Amerikan ve İngiliz emperyalistleriyle onların Avrupa ülkelerindeki uyduları, sağcı sosyalistlere ve gerici sendikalara özel bir ilgi göstererek, proletaryanın ve bütün halkın gücünü parçalamaya ve bozmaya çalışmaktadırlar. Amerikan ve İngiliz emperyalistlerinin açıktan açığa emirleriyle sağcı sosyalist liderlerle gerici sendika yöneticileri, işçi hareketini yukarıdan kırıp işçi sınıfının savaş sonrası kurulan tek örgütünü dağıtmaya çalışmaktadırlar. Onlar, Dünya Sendika Federasyonu’nu içerden bozmaya gayret edip, Fransa’da “Fors Ouvrier”, İtalya’da da “Emek Federasyonu” diye birtakım hizipçi grupları örgütleyerek, uluslararası hizipçi bir sendika merkezini kurmaya hazırlanıyorlar. Böyle hizipçi denemeler gerçekleşmiştir ve çeşitli ülkelerdeki Katolik örgütlerin yöneticileri de bunlara başkanlık etmektedir.
Komünist Partileri Enformasyon Bürosu’nun ilk bildirisinde, işçi sınıfının birliğinin azılı düşmanları ve emperyalistlerin yardakçısı sağcı sosyalist liderlerin haince faaliyetleri değerlendirilmişti.
Sağcı sosyalistler günümüzde sadece kendi ülkelerindeki burjuvazinin ajanları olarak değil, Amerikan emperyalizminin Avrupa ülkelerinin sosyal demokrat partilerini, Amerikan partilerine ve hatta doğrudan doğruya ABD’nin emperyalist saldırılarının aracına dönüştüren ajanları olarak da karşımıza çıkmaktadırlar.
İngiltere, Fransa, Avusturya ve İskandinav ülkeleri, hükümetlerinin bünyesinde bulunan sağcı sosyalistler “Marshall Planı”, “Batı Avrupa Birliği”, “Kuzey Atlantik Paktı” gibi Amerikan yayılmacılığına hizmet eden çeşitli antlaşma ve kurumların ateşli birer savunucusu olarak da ortaya çıkmaktadırlar. Bu yalancı sosyalistler, emekçilerin çıkarlarını savunan işçi ve demokratik örgütlerinin takip edilmesi gibi iğrenç bir rolü de yerine getirmektedirler.

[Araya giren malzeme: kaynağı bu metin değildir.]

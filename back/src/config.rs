use std::{
    fs,
    path::{Path, PathBuf},
};

use clap::Parser;
use eyre::WrapErr;
use serde::Deserialize;

#[derive(Debug, Default, Parser)]
#[command(about = "Task tracking HTTP service")]
pub struct Args {
    /// RON file to read settings from, overridden by the other arguments.
    #[arg(long, env = "TASKS_CONFIG")]
    pub config: Option<PathBuf>,

    #[arg(long, env = "TASKS_PORT")]
    pub port: Option<u16>,

    #[arg(long, env = "DATABASE_URL")]
    pub database_url: Option<String>,

    #[arg(long, value_parser = clap::value_parser!(u32).range(1..))]
    pub max_connections: Option<u32>,

    /// PEM certificate, serves TLS together with `--key`.
    #[arg(long, env = "SSL_CERT")]
    pub cert: Option<PathBuf>,

    #[arg(long, env = "SSL_KEY")]
    pub key: Option<PathBuf>,
}

#[derive(Clone, Debug, PartialEq, Eq, Deserialize)]
#[serde(default)]
pub struct Config {
    pub port: u16,
    pub database_url: String,
    pub max_connections: u32,
    pub cert: Option<PathBuf>,
    pub key: Option<PathBuf>,
}

impl Default for Config {
    fn default() -> Self {
        Self {
            port: 8080,
            database_url: String::from("sqlite://tasks.db"),
            max_connections: 5,
            cert: None,
            key: None,
        }
    }
}

impl Config {
    pub fn load(args: Args) -> eyre::Result<Self> {
        let mut config = match &args.config {
            Some(path) => Self::from_file(path)?,
            None => Self::default(),
        };

        config.apply(args);
        eyre::ensure!(
            config.max_connections > 0,
            "max_connections must be at least 1"
        );

        Ok(config)
    }

    pub fn from_file(path: &Path) -> eyre::Result<Self> {
        let text = fs::read_to_string(path)
            .wrap_err_with(|| format!("Failed to read config {}", path.display()))?;

        ron::from_str(&text).wrap_err_with(|| format!("Invalid config {}", path.display()))
    }

    fn apply(&mut self, args: Args) {
        if let Some(port) = args.port {
            self.port = port;
        }

        if let Some(database_url) = args.database_url {
            self.database_url = database_url;
        }

        if let Some(max_connections) = args.max_connections {
            self.max_connections = max_connections;
        }

        if args.cert.is_some() {
            self.cert = args.cert;
        }

        if args.key.is_some() {
            self.key = args.key;
        }
    }

    /// Certificate and key paths, when both are configured.
    pub fn tls(&self) -> Option<(&Path, &Path)> {
        match (&self.cert, &self.key) {
            (Some(cert), Some(key)) => Some((cert.as_path(), key.as_path())),
            _ => None,
        }
    }
}
use axum::{
    extract::rejection::{JsonRejection, PathRejection, QueryRejection},
    http::StatusCode,
    response::{IntoResponse, Response},
};

use crate::store::StoreError;

/// Failure of a request, rendered as a status code and a plain-text message.
#[derive(Debug, thiserror::Error)]
pub enum ApiError {
    #[error("{0}")]
    Validation(String),
    #[error(transparent)]
    Store(#[from] StoreError),
}

impl ApiError {
    pub fn status(&self) -> StatusCode {
        match self {
            Self::Validation(_) => StatusCode::BAD_REQUEST,
            Self::Store(StoreError::NotFound(_)) => StatusCode::NOT_FOUND,
            Self::Store(StoreError::Storage(_)) => StatusCode::INTERNAL_SERVER_ERROR,
        }
    }
}

impl IntoResponse for ApiError {
    fn into_response(self) -> Response {
        let status = self.status();

        if let Self::Store(StoreError::Storage(err)) = &self {
            tracing::error!("Storage failure: {:?}", err);
        }

        (status, self.to_string()).into_response()
    }
}

impl From<PathRejection> for ApiError {
    fn from(rejection: PathRejection) -> Self {
        Self::Validation(format!("invalid task id: {}", rejection.body_text()))
    }
}

impl From<JsonRejection> for ApiError {
    fn from(rejection: JsonRejection) -> Self {
        Self::Validation(format!("invalid task body: {}", rejection.body_text()))
    }
}

impl From<QueryRejection> for ApiError {
    fn from(rejection: QueryRejection) -> Self {
        Self::Validation(format!("invalid query: {}", rejection.body_text()))
    }
}
use std::sync::Arc;

use axum::{
    extract::{
        rejection::{JsonRejection, PathRejection, QueryRejection},
        Path, Query, State,
    },
    http::StatusCode,
    routing::get,
    Json, Router,
};
use tasks_api::v1::{Task, TaskInput, TaskQuery};
use tracing::info;

use crate::{error::ApiError, AppState};

pub fn router() -> Router<Arc<AppState>> {
    Router::new()
        .route("/tasks", get(get_tasks).post(add_task))
        .route(
            "/tasks/:id",
            get(get_task).patch(update_task).delete(delete_task),
        )
}

async fn get_tasks(
    State(state): State<Arc<AppState>>,
    query: Result<Query<TaskQuery>, QueryRejection>,
) -> Result<Json<Vec<Task>>, ApiError> {
    let Query(query) = query?;
    let store = &state.store;

    let tasks = match query {
        TaskQuery {
            status: None,
            date: None,
            keyword: None,
        } => store.get_all().await?,
        TaskQuery {
            status: Some(status),
            date: None,
            keyword: None,
        } => store.get_by_status(status).await?,
        TaskQuery {
            status: None,
            date: Some(date),
            keyword: None,
        } => store.get_by_create_date(date).await?,
        TaskQuery {
            status: None,
            date: None,
            keyword: Some(keyword),
        } => store.get_by_keyword(&keyword).await?,
        _ => {
            return Err(ApiError::Validation(String::from(
                "at most one filter may be given",
            )))
        }
    };

    Ok(Json(tasks))
}

async fn get_task(
    State(state): State<Arc<AppState>>,
    id: Result<Path<i64>, PathRejection>,
) -> Result<Json<Task>, ApiError> {
    let Path(id) = id?;
    Ok(Json(state.store.get(id).await?))
}

async fn add_task(
    State(state): State<Arc<AppState>>,
    input: Result<Json<TaskInput>, JsonRejection>,
) -> Result<Json<Task>, ApiError> {
    let Json(input) = input?;

    let id = state.store.create(&input.title, &input.description).await?;
    let task = state.store.get(id).await?;

    info!(
        id = task.id,
        title = %task.title,
        "created task"
    );

    Ok(Json(task))
}

async fn update_task(
    State(state): State<Arc<AppState>>,
    id: Result<Path<i64>, PathRejection>,
    input: Result<Json<TaskInput>, JsonRejection>,
) -> Result<StatusCode, ApiError> {
    let Path(id) = id?;
    let Json(input) = input?;

    let rows = state
        .store
        .update(id, input.status, &input.title, &input.description)
        .await?;

    info!(
        id,
        status = input.status,
        title = %input.title,
        rows,
        "updated task"
    );

    Ok(StatusCode::NO_CONTENT)
}

async fn delete_task(
    State(state): State<Arc<AppState>>,
    id: Result<Path<i64>, PathRejection>,
) -> Result<StatusCode, ApiError> {
    let Path(id) = id?;
    let rows = state.store.delete(id).await?;

    info!(id, rows, "deleted task");

    Ok(StatusCode::NO_CONTENT)
}
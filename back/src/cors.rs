use axum::{
    extract::Request,
    http::{header, HeaderValue, Method, StatusCode},
    middleware::Next,
    response::{IntoResponse, Response},
};

const ALLOWED_METHODS: &str = "GET, POST, PUT, PATCH, DELETE, OPTIONS";

/// Adds wildcard cross-origin headers to every response.
///
/// `OPTIONS` requests are answered here with an empty 200.
pub async fn permissive(request: Request, next: Next) -> Response {
    let mut response = if request.method() == Method::OPTIONS {
        StatusCode::OK.into_response()
    } else {
        next.run(request).await
    };

    let headers = response.headers_mut();
    headers.insert(
        header::ACCESS_CONTROL_ALLOW_ORIGIN,
        HeaderValue::from_static("*"),
    );
    headers.insert(
        header::ACCESS_CONTROL_ALLOW_METHODS,
        HeaderValue::from_static(ALLOWED_METHODS),
    );
    headers.insert(
        header::ACCESS_CONTROL_ALLOW_HEADERS,
        HeaderValue::from_static("Content-Type"),
    );

    response
}
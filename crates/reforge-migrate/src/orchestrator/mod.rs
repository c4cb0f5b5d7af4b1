//! Migration orchestrator - main workflow coordinator.

use crate::catalog::{self, TABLES};
use crate::config::{Config, MigrationConfig};
use crate::error::{MigrateError, Result, RowError};
use crate::mapper::IdMapper;
use crate::source::{SourceStore, SqliteSource};
use crate::stats::MigrationStats;
use crate::target::{PgTarget, TargetStore};
use crate::transfer::{migrate_table, TableReport};
use chrono::{DateTime, Utc};
use serde::Serialize;
use tracing::{error, info, warn};

/// State owned by one migration run and threaded through every table step.
#[derive(Debug)]
pub struct MigrationRun {
    /// Legacy id to UUID map, populated as parent rows are written.
    pub mapper: IdMapper,

    /// Per-table counters and the row error log.
    pub stats: MigrationStats,

    /// Run start; fills timestamp columns that default to "now".
    pub started_at: DateTime<Utc>,
}

impl MigrationRun {
    pub fn new(started_at: DateTime<Utc>) -> Self {
        Self {
            mapper: IdMapper::new(),
            stats: MigrationStats::new(),
            started_at,
        }
    }

    /// Record a dropped row. Always returns false so callers can report the
    /// row as not migrated in one expression.
    pub fn reject(&mut self, err: RowError) -> bool {
        warn!("{}", err);
        self.stats.record_error(err);
        false
    }
}

/// Migration orchestrator.
pub struct Orchestrator {
    options: MigrationConfig,
    source: Box<dyn SourceStore>,
    target: Box<dyn TargetStore>,
}

/// Result of a migration run.
#[derive(Debug, Clone, Serialize)]
pub struct MigrationResult {
    /// Unique run identifier.
    pub run_id: String,

    /// Final status: "completed" or "completed_with_errors".
    pub status: String,

    /// Total duration in seconds.
    pub duration_seconds: f64,

    /// When the migration started.
    pub started_at: DateTime<Utc>,

    /// When the migration completed.
    pub completed_at: DateTime<Utc>,

    /// Total rows migrated across all tables.
    pub rows_migrated: u64,

    /// Number of dropped rows.
    pub error_count: usize,

    /// Per-table step reports, in migration order.
    pub tables: Vec<TableReport>,

    /// Counters and row errors.
    pub stats: MigrationStats,
}

impl MigrationResult {
    /// Serialize the result as pretty-printed JSON.
    pub fn to_json(&self) -> Result<String> {
        Ok(serde_json::to_string_pretty(self)?)
    }

    /// True when no row was dropped.
    pub fn is_clean(&self) -> bool {
        self.error_count == 0
    }
}

impl Orchestrator {
    /// Create an orchestrator over already-open stores.
    pub fn new(
        source: Box<dyn SourceStore>,
        target: Box<dyn TargetStore>,
        options: MigrationConfig,
    ) -> Self {
        Self {
            options,
            source,
            target,
        }
    }

    /// Open the SQLite source, then the PostgreSQL target.
    pub async fn connect(config: Config) -> Result<Self> {
        let source = SqliteSource::open(&config.source.path)?;

        let target = match PgTarget::connect(&config.target).await {
            Ok(target) => target,
            Err(e) => {
                source.close().await;
                return Err(e);
            }
        };

        Ok(Self::new(
            Box::new(source),
            Box::new(target),
            config.migration,
        ))
    }

    /// Run the migration. Both stores are closed before this returns, whether
    /// the run succeeded or not.
    pub async fn run(self) -> Result<MigrationResult> {
        let started_at = Utc::now();
        let run_id = uuid::Uuid::new_v4().to_string();
        info!("Starting migration run: {}", run_id);

        let outcome = self.execute(started_at).await;

        self.source.close().await;
        self.target.close().await;
        info!("Database connections closed");

        let (run, tables) = match outcome {
            Ok(done) => done,
            Err(e) => {
                error!("Migration failed: {}", e);
                return Err(e);
            }
        };

        let completed_at = Utc::now();
        let duration = (completed_at - started_at).num_milliseconds() as f64 / 1000.0;
        let error_count = run.stats.error_count();

        let result = MigrationResult {
            run_id,
            status: if error_count == 0 {
                "completed"
            } else {
                "completed_with_errors"
            }
            .to_string(),
            duration_seconds: duration,
            started_at,
            completed_at,
            rows_migrated: run.stats.total_migrated(),
            error_count,
            tables,
            stats: run.stats,
        };

        info!(
            "Migration {}: {} rows in {:.1}s, {} rows skipped",
            result.status, result.rows_migrated, result.duration_seconds, result.error_count
        );

        Ok(result)
    }

    async fn execute(&self, started_at: DateTime<Utc>) -> Result<(MigrationRun, Vec<TableReport>)> {
        if self.options.clear_target {
            self.clear_target().await?;
        } else {
            warn!("Skipping target clear; existing rows are kept");
        }

        let mut run = MigrationRun::new(started_at);
        let mut reports = Vec::with_capacity(TABLES.len());

        for spec in TABLES.iter() {
            let report = migrate_table(
                spec,
                self.source.as_ref(),
                self.target.as_ref(),
                &mut run,
            )
            .await?;
            reports.push(report);
        }

        Ok((run, reports))
    }

    /// Delete all rows from every target table, children first, in one
    /// transaction.
    async fn clear_target(&self) -> Result<()> {
        info!("Clearing existing {} data", self.target.db_type());

        self.target.begin().await.map_err(as_clear_error("all tables"))?;

        for table in catalog::clear_order() {
            if let Err(e) = self.target.truncate(table).await {
                if let Err(rollback_err) = self.target.rollback().await {
                    warn!("Rollback after failed clear failed: {}", rollback_err);
                }
                return Err(as_clear_error(table)(e));
            }
        }

        self.target.commit().await.map_err(as_clear_error("all tables"))?;
        info!("All tables cleared");
        Ok(())
    }
}

/// Wrap a target failure during the clear phase. Lost connections keep their
/// own error kind.
fn as_clear_error(table: &'static str) -> impl Fn(MigrateError) -> MigrateError {
    move |e| match e {
        MigrateError::Connection { .. } => e,
        other => MigrateError::clear(table, other.to_string()),
    }
}
//! Legacy integer id to UUID mapping for one migration run.

use serde::Serialize;
use std::collections::HashMap;
use std::fmt;
use uuid::Uuid;

/// Entity types whose rows receive a freshly minted UUID.
#[derive(Debug, Clone, Copy, PartialEq, Eq, Hash, PartialOrd, Ord, Serialize)]
#[serde(rename_all = "snake_case")]
pub enum EntityKind {
    User,
    InviteCode,
    Pattern,
    Problem,
    Session,
    Attempt,
}

impl EntityKind {
    /// Table that owns ids of this kind.
    pub fn table(&self) -> &'static str {
        match self {
            EntityKind::User => "users",
            EntityKind::InviteCode => "invite_codes",
            EntityKind::Pattern => "patterns",
            EntityKind::Problem => "problems",
            EntityKind::Session => "sessions",
            EntityKind::Attempt => "attempts",
        }
    }
}

impl fmt::Display for EntityKind {
    fn fmt(&self, f: &mut fmt::Formatter<'_>) -> fmt::Result {
        f.write_str(self.table())
    }
}

/// In-memory id map. Entries are write-once and never removed.
#[derive(Debug, Default)]
pub struct IdMapper {
    ids: HashMap<(EntityKind, i64), Uuid>,
}

impl IdMapper {
    pub fn new() -> Self {
        Self::default()
    }

    /// Generate a new random id without recording it.
    pub fn mint() -> Uuid {
        Uuid::new_v4()
    }

    /// Generate, record and return an id for `(kind, legacy_id)`.
    ///
    /// If the pair is already mapped the existing id is returned unchanged.
    pub fn put(&mut self, kind: EntityKind, legacy_id: i64) -> Uuid {
        *self
            .ids
            .entry((kind, legacy_id))
            .or_insert_with(Self::mint)
    }

    /// Record a previously minted id. Returns false, leaving the existing
    /// mapping in place, if the pair is already mapped.
    pub fn record(&mut self, kind: EntityKind, legacy_id: i64, id: Uuid) -> bool {
        match self.ids.entry((kind, legacy_id)) {
            std::collections::hash_map::Entry::Occupied(_) => false,
            std::collections::hash_map::Entry::Vacant(slot) => {
                slot.insert(id);
                true
            }
        }
    }

    /// Look up the id minted for `(kind, legacy_id)`.
    pub fn get(&self, kind: EntityKind, legacy_id: i64) -> Option<Uuid> {
        self.ids.get(&(kind, legacy_id)).copied()
    }

    pub fn contains(&self, kind: EntityKind, legacy_id: i64) -> bool {
        self.ids.contains_key(&(kind, legacy_id))
    }

    /// Number of mapped ids of one kind.
    pub fn count(&self, kind: EntityKind) -> usize {
        self.ids.keys().filter(|(k, _)| *k == kind).count()
    }

    pub fn len(&self) -> usize {
        self.ids.len()
    }

    pub fn is_empty(&self) -> bool {
        self.ids.is_empty()
    }
}

#[cfg(test)]
mod tests {
    use super::*;

    #[test]
    fn test_put_then_get() {
        let mut mapper = IdMapper::new();
        let id = mapper.put(EntityKind::User, 1);
        assert_eq!(mapper.get(EntityKind::User, 1), Some(id));
        assert_eq!(mapper.get(EntityKind::User, 2), None);
    }

    #[test]
    fn test_put_is_write_once() {
        let mut mapper = IdMapper::new();
        let first = mapper.put(EntityKind::Problem, 7);
        let second = mapper.put(EntityKind::Problem, 7);
        assert_eq!(first, second);
        assert_eq!(mapper.len(), 1);
    }

    #[test]
    fn test_record_refuses_overwrite() {
        let mut mapper = IdMapper::new();
        let a = IdMapper::mint();
        let b = IdMapper::mint();
        assert!(mapper.record(EntityKind::Session, 3, a));
        assert!(!mapper.record(EntityKind::Session, 3, b));
        assert_eq!(mapper.get(EntityKind::Session, 3), Some(a));
    }

    #[test]
    fn test_kinds_are_independent_namespaces() {
        let mut mapper = IdMapper::new();
        let user = mapper.put(EntityKind::User, 1);
        let pattern = mapper.put(EntityKind::Pattern, 1);
        assert_ne!(user, pattern);
        assert_eq!(mapper.count(EntityKind::User), 1);
        assert_eq!(mapper.count(EntityKind::Pattern), 1);
        assert!(!mapper.contains(EntityKind::Problem, 1));
    }
}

Sosyalizme, demokrasiye ve işçi sınıfı çıkarlarına ihanet yolunda bocalayıp, Marksist öğretiye tamamen ihanet eden sağcı sosyalistler, şimdi de Amerikan emperyalizminin vurguncu ideolojisinin savunuculuğunu ve propagandacılığını yapmaktadırlar. Onların <demokratik sosyalizm> ve <üçüncü güç> teorileriyle ulusal egemenliği hiçe sayan kozmopolit uydurmaları Amerikan ve İngiliz emperyalizminin saldırgan ideolojik himayesinden başka bir şey değildir.
Uluslararası Sosyalistler Konferansı Komitesi (KOMISKO) diye adlandırılan II. enternasyonal işçi hareketlerini bozanların ve azılı hizipçi grupların bir araya geldiği bir noktaya bile bile dönüştürülmüş ve değerini yitirmiştir. Bu örgüt, Amerikan ve İngiliz istihbaratlarına hizmet eden casusların merkezi olmuştur.
İşçi hareketini bozan hizipçi ve sağcı sosyalistlere karşı kararlı bir mücadele yalnız işçi sınıfının birliği ile gerçekleşir.

II
Enformasyon Bürosu, komünist partilerinin birincil görevinin Anglo-Amerikan emperyalizminin küstahça isteklerine büyük bir direnç göstermek, yeni bir dünya savaşı çıkarma çabalarını suya düşürmek, uluslararası güvenlik ile barışı sağlamlaştırmak ve tekelci sermayenin emekçi kitlelerinin yaşam düzeyini düşürmeye yönelik saldırılarını başarısızlığa uğratmak amacıyla işçi sınıfının bütün güçlerinin örgütlenmesi ve birleştirilmesi için kesintisiz mücadele etmek olduğunu düşünmektedir.
Şu anki uluslararası koşullarda komünist partilerin görevi, işçi sınıfının kendi saflarında birliğini garanti altına almaması halinde, yeni savaşlar sonucu ortaya çıkacak felaketlerin ardından emperyalist gericiliğin emekçi kitlelerinin yaşam düzeyini düşürmeye yönelik saldırılarına karşı işçi sınıfının önemli bir silahından mahrum kalacağını izah etmektir.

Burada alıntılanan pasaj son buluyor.